--- What the task asks ---
Would you filter the listing below so that only lines with the word "return" remain?

--- Entries shown ---

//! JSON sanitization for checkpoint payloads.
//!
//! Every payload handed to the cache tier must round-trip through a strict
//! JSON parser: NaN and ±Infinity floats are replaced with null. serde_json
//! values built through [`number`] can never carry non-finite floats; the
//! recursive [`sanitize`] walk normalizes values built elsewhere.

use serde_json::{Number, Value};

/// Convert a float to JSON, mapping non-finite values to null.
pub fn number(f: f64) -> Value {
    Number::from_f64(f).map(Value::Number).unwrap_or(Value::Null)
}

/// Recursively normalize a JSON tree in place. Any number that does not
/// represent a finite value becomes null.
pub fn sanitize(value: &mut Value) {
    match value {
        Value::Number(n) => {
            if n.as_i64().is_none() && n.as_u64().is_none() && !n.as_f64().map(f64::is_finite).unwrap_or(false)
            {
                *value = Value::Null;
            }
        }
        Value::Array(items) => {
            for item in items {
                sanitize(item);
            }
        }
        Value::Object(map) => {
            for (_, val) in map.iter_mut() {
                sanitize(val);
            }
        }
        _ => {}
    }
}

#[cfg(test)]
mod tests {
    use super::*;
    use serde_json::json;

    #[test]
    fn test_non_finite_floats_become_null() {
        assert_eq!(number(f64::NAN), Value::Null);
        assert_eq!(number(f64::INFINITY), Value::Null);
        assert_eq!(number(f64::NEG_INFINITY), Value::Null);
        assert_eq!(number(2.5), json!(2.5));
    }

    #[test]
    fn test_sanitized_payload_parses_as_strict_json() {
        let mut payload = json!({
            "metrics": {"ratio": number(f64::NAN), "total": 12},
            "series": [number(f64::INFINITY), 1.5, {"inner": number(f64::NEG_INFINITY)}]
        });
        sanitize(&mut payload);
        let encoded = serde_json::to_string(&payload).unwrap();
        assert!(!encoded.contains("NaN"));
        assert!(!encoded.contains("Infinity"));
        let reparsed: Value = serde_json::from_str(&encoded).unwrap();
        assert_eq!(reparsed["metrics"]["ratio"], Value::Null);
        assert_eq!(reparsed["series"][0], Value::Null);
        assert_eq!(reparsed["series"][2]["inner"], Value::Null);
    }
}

--

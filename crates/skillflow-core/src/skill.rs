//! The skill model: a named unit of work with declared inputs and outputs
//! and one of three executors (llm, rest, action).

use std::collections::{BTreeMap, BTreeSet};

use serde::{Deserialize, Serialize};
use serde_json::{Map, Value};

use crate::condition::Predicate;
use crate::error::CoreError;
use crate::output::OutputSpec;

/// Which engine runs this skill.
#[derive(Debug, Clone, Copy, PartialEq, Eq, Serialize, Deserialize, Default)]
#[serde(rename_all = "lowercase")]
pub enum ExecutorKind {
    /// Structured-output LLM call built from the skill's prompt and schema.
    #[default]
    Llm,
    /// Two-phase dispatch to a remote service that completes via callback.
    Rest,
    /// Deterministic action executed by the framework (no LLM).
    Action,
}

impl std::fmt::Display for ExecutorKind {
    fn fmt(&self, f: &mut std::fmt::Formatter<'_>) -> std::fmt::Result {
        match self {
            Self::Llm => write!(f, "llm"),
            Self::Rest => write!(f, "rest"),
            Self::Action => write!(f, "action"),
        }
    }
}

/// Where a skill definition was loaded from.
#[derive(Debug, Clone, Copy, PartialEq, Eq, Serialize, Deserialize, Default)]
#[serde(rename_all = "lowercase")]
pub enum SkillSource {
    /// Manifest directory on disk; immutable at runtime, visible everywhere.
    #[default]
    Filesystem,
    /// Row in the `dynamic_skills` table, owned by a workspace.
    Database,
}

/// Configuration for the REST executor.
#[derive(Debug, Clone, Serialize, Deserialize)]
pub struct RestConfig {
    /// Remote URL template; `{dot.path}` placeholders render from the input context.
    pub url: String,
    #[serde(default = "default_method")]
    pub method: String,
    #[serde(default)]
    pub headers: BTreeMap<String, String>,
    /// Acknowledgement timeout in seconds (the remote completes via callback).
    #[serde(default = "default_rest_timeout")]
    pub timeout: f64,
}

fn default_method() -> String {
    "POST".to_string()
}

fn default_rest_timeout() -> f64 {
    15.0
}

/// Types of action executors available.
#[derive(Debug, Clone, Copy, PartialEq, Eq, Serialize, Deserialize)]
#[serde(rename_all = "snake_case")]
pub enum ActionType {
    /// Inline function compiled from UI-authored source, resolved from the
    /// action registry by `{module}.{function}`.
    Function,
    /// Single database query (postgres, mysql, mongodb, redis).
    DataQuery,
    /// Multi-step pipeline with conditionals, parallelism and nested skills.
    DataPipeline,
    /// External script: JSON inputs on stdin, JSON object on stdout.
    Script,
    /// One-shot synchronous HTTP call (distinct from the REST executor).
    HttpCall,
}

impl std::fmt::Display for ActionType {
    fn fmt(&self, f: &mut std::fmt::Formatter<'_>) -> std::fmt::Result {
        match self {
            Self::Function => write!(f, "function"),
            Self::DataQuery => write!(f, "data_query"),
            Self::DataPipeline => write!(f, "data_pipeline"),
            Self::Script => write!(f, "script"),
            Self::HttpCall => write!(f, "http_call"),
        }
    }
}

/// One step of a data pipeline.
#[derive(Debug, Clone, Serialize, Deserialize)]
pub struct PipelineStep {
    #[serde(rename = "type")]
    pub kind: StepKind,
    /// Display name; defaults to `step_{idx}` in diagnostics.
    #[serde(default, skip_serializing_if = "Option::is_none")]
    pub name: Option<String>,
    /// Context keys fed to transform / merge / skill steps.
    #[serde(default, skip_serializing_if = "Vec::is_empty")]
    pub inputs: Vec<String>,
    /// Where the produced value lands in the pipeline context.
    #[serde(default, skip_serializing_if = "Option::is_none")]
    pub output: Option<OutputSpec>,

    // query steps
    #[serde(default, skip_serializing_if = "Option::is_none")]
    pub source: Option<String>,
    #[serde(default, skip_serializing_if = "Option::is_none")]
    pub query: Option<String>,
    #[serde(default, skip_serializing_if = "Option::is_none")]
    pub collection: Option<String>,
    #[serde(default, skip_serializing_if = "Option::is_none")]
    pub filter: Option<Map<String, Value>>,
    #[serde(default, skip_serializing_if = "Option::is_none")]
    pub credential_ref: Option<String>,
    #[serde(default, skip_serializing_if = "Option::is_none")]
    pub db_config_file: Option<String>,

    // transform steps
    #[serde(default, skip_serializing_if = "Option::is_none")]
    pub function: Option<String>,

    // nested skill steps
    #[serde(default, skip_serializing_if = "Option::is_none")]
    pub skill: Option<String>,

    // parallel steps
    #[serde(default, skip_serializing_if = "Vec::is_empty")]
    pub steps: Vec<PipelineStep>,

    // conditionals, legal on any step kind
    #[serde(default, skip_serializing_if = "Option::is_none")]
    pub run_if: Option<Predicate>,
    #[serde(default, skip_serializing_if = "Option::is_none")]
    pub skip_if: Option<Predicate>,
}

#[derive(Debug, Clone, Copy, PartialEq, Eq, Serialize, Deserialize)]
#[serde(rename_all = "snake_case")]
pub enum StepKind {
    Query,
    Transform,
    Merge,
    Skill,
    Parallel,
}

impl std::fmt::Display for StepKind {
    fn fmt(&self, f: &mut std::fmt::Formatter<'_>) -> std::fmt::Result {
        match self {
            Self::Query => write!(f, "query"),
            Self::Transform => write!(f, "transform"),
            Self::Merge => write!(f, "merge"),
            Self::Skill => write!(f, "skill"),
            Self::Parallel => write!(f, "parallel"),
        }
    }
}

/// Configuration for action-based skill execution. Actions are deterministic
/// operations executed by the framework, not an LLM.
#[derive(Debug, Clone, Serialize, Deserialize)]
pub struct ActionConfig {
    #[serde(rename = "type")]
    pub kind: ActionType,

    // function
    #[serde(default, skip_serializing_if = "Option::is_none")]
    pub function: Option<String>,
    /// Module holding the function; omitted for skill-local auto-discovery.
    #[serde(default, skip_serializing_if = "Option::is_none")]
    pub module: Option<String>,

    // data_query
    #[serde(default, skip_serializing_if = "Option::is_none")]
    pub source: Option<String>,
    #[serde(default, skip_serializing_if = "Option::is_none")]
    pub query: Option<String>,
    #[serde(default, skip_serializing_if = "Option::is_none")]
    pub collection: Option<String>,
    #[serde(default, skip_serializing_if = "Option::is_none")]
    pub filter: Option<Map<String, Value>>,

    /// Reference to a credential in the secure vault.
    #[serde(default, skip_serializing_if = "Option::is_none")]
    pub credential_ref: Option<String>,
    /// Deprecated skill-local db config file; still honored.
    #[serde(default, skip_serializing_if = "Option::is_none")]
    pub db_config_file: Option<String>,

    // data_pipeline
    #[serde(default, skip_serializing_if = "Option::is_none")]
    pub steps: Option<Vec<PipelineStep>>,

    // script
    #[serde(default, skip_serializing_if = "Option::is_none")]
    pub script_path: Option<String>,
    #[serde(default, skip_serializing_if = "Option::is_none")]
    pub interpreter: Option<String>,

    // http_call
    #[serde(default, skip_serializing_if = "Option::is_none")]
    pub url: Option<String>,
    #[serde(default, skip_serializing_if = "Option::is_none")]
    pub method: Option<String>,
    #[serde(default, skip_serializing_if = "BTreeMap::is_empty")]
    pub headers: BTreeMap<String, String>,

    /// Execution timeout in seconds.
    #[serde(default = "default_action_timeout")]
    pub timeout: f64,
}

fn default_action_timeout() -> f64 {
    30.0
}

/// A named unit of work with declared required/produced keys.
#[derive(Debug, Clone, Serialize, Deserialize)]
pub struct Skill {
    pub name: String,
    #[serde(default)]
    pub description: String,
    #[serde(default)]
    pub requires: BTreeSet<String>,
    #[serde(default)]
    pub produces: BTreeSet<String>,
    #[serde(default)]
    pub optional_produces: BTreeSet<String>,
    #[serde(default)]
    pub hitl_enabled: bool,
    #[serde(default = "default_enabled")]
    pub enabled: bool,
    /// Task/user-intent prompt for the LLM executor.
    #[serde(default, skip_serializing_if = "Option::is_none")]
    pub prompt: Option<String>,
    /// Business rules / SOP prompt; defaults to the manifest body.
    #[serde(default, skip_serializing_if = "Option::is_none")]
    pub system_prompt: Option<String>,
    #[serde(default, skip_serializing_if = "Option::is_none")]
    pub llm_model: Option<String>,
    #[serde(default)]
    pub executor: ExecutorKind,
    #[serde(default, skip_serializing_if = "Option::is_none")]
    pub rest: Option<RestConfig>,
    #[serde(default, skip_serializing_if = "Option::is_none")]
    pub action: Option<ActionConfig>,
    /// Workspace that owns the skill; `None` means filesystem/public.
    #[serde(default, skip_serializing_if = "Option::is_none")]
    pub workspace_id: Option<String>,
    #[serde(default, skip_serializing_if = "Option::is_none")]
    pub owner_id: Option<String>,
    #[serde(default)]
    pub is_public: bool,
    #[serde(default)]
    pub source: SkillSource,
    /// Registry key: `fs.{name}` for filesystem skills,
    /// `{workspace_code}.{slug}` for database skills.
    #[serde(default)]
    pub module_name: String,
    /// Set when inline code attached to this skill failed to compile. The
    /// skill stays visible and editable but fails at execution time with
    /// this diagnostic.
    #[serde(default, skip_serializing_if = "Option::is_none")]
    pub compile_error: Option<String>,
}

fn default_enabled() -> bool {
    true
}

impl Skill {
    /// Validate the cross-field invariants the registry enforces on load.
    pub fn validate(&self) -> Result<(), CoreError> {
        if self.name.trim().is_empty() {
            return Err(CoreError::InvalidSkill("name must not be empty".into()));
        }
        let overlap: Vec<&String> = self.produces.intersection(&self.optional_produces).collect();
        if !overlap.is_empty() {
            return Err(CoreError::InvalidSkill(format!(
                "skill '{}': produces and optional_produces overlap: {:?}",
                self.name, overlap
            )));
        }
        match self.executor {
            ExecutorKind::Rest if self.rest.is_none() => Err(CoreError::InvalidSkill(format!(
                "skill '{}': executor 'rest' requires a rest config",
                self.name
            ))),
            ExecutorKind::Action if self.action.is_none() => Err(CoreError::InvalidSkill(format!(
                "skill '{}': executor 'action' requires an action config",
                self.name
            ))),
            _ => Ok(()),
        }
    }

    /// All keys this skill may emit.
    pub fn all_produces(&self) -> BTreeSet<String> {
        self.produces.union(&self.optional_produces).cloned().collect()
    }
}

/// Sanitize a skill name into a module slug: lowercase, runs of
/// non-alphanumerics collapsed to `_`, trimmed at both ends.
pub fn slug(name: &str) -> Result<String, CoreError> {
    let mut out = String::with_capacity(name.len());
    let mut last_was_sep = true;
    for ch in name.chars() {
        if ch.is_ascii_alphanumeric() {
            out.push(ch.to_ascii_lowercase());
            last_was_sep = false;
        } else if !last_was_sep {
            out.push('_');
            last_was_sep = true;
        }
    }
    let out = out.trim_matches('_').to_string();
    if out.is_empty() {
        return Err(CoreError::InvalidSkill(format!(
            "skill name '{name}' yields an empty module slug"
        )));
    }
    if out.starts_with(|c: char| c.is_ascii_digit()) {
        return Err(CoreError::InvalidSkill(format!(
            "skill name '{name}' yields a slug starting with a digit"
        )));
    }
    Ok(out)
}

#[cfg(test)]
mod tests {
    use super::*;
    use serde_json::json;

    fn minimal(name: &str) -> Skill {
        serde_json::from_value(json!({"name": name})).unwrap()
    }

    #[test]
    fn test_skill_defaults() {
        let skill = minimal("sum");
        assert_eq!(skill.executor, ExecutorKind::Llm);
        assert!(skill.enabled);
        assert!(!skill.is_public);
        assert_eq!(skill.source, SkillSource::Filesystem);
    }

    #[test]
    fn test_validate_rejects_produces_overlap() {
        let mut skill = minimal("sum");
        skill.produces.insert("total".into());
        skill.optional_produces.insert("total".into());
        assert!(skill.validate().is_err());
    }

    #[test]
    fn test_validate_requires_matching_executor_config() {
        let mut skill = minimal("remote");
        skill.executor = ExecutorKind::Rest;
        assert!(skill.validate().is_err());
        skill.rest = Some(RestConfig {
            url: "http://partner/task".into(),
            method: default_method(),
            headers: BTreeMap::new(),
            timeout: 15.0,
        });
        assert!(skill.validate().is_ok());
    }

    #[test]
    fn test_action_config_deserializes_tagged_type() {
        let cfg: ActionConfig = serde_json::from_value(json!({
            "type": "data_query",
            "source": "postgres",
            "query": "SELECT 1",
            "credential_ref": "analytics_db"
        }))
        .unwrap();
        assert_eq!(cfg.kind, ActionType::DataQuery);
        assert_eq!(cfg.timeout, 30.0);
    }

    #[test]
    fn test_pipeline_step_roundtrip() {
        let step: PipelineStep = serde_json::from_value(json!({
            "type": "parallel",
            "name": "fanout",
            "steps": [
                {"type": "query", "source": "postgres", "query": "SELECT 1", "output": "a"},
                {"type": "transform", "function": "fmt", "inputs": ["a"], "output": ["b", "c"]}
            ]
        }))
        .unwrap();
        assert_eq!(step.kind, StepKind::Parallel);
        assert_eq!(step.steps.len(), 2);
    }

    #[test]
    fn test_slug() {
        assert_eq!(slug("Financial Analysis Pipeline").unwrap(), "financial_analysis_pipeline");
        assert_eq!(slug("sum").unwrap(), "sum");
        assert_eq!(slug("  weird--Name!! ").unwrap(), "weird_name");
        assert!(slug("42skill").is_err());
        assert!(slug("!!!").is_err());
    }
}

--- Exercise response ---
            return Err(CoreError::InvalidSkill("name must not be empty".into()));
            return Err(CoreError::InvalidSkill(format!(
        return Err(CoreError::InvalidSkill(format!(
        return Err(CoreError::InvalidSkill(format!(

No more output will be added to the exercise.